ADVANTAGES AND DISADVANTAGES OF METHODS

The method that an algorithm uses to gain its statistical data for an analysis is an important part of the whole operation. A fault at this stage would travel throughout the comparison task and upset the conclusion. In this section, we describe the generation of the motif frequency distributions, and we discuss how this initial statistical work may not always be appropriate for a particular data set.

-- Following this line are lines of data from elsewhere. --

//! Write-then-rename JSON files.

use std::fs;
use std::io::{ErrorKind, Write};
use std::path::{Path, PathBuf};

use serde::de::DeserializeOwned;
use serde::Serialize;

use crate::error::PersistenceError;

fn io_error(path: &Path, source: std::io::Error) -> PersistenceError {
    PersistenceError::Io {
        path: path.display().to_string(),
        source,
    }
}

fn temp_path(path: &Path) -> PathBuf {
    let name = path
        .file_name()
        .map(|n| n.to_string_lossy().to_string())
        .unwrap_or_default();
    path.with_file_name(format!(".{}.tmp", name))
}

/// Serialize `value` to `path` through a temporary sibling file. The target
/// either keeps its old content or holds the complete new document.
///
/// With `overwrite` unset an existing target is an error.
pub fn write_json<T: Serialize + ?Sized>(
    path: &Path,
    value: &T,
    overwrite: bool,
) -> Result<(), PersistenceError> {
    if !overwrite && path.exists() {
        return Err(PersistenceError::AlreadyExists(path.display().to_string()));
    }

    if let Some(parent) = path.parent() {
        fs::create_dir_all(parent).map_err(|e| io_error(parent, e))?;
    }

    let bytes = serde_json::to_vec_pretty(value)?;
    let tmp = temp_path(path);
    {
        let mut file = fs::File::create(&tmp).map_err(|e| io_error(&tmp, e))?;
        file.write_all(&bytes).map_err(|e| io_error(&tmp, e))?;
        file.sync_all().map_err(|e| io_error(&tmp, e))?;
    }

    if overwrite {
        return fs::rename(&tmp, path).map_err(|e| io_error(path, e));
    }

    // Linking fails if the target appeared since the check above
    let linked = fs::hard_link(&tmp, path);
    let _ = fs::remove_file(&tmp);
    match linked {
        Ok(()) => Ok(()),
        Err(e) if e.kind() == ErrorKind::AlreadyExists => {
            Err(PersistenceError::AlreadyExists(path.display().to_string()))
        }
        Err(e) => Err(io_error(path, e)),
    }
}

pub fn read_json<T: DeserializeOwned>(path: &Path) -> Result<T, PersistenceError> {
    if !path.exists() {
        return Err(PersistenceError::NotFound(path.display().to_string()));
    }
    let bytes = fs::read(path).map_err(|e| io_error(path, e))?;
    Ok(serde_json::from_slice(&bytes)?)
}

#[cfg(test)]
mod tests {
    use super::*;
    use tempfile::TempDir;

    #[test]
    fn test_write_creates_parents_and_leaves_no_temp() {
        let dir = TempDir::new().unwrap();
        let path = dir.path().join("a/b/value.json");
        write_json(&path, &vec![1, 2, 3], false).unwrap();

        let back: Vec<i32> = read_json(&path).unwrap();
        assert_eq!(back, vec![1, 2, 3]);
        assert!(!temp_path(&path).exists());
    }

    #[test]
    fn test_existing_target_is_protected() {
        let dir = TempDir::new().unwrap();
        let path = dir.path().join("value.json");
        write_json(&path, &1, false).unwrap();

        assert!(matches!(
            write_json(&path, &2, false),
            Err(PersistenceError::AlreadyExists(_))
        ));
        assert_eq!(read_json::<i32>(&path).unwrap(), 1);
        assert!(!temp_path(&path).exists());

        write_json(&path, &3, true).unwrap();
        assert_eq!(read_json::<i32>(&path).unwrap(), 3);
    }

    #[test]
    fn test_read_missing_is_not_found() {
        let dir = TempDir::new().unwrap();
        assert!(matches!(
            read_json::<i32>(&dir.path().join("nope.json")),
            Err(PersistenceError::NotFound(_))
        ));
    }
}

The methods of ‘Factor Frequencies’ section are powerful methods to use in sequence comparison tasks, as they do not concern the location of the motifs they analyze. Their algorithms are efficient, as they are generally of a linear complexity. They contrast to the general high complexity of the algorithms that are based on dynamic programming. The results of factor frequency methods are adaptable and can be conveniently applied to an analysis by mutual information (‘A comparison by frequencies and the Jensen–Shannon Divergence test’ section), k-mers (‘Suffix trees by k-mer frequencies’ section) or by CVs (‘Composition vectors based on k-mer frequencies’ and ‘A revised string composition method sections’).

As the factor frequency methods are generated by word occurrences in a sequence, it important to choose words that are not likely to commonly appear in a sequence. As a general rule in DNA, the shorter the word, then the more likely it will appear randomly in a sequence. In ‘BBC by analysis of mutual information’ and ‘A comparison by frequencies and the Jensen–Shannon Divergence test’ section, vectors were created out of pairs of DNA bases. Although this may be an simple way to illustrate the concept, frequencies made up of these short pairs have less meaning than frequencies made up by longer words because any particular DNA pair has a probability of Inline graphic to occur randomly. We note that for sequences that are largely dissimilar, then shorter words (hence shorter CVs) should be used to create the feature frequency distributions. However, longer words, (hence, longer CVs, assuming an exhaustive list of motifs) may be used when the sequences are known to be similar, such as when they are related, [41]. The methods of ‘Factor Frequencies’ section are well suited for this application using both long and short motifs. They also function well when the location of the motif in the sequence is not important, as in the case of synteny.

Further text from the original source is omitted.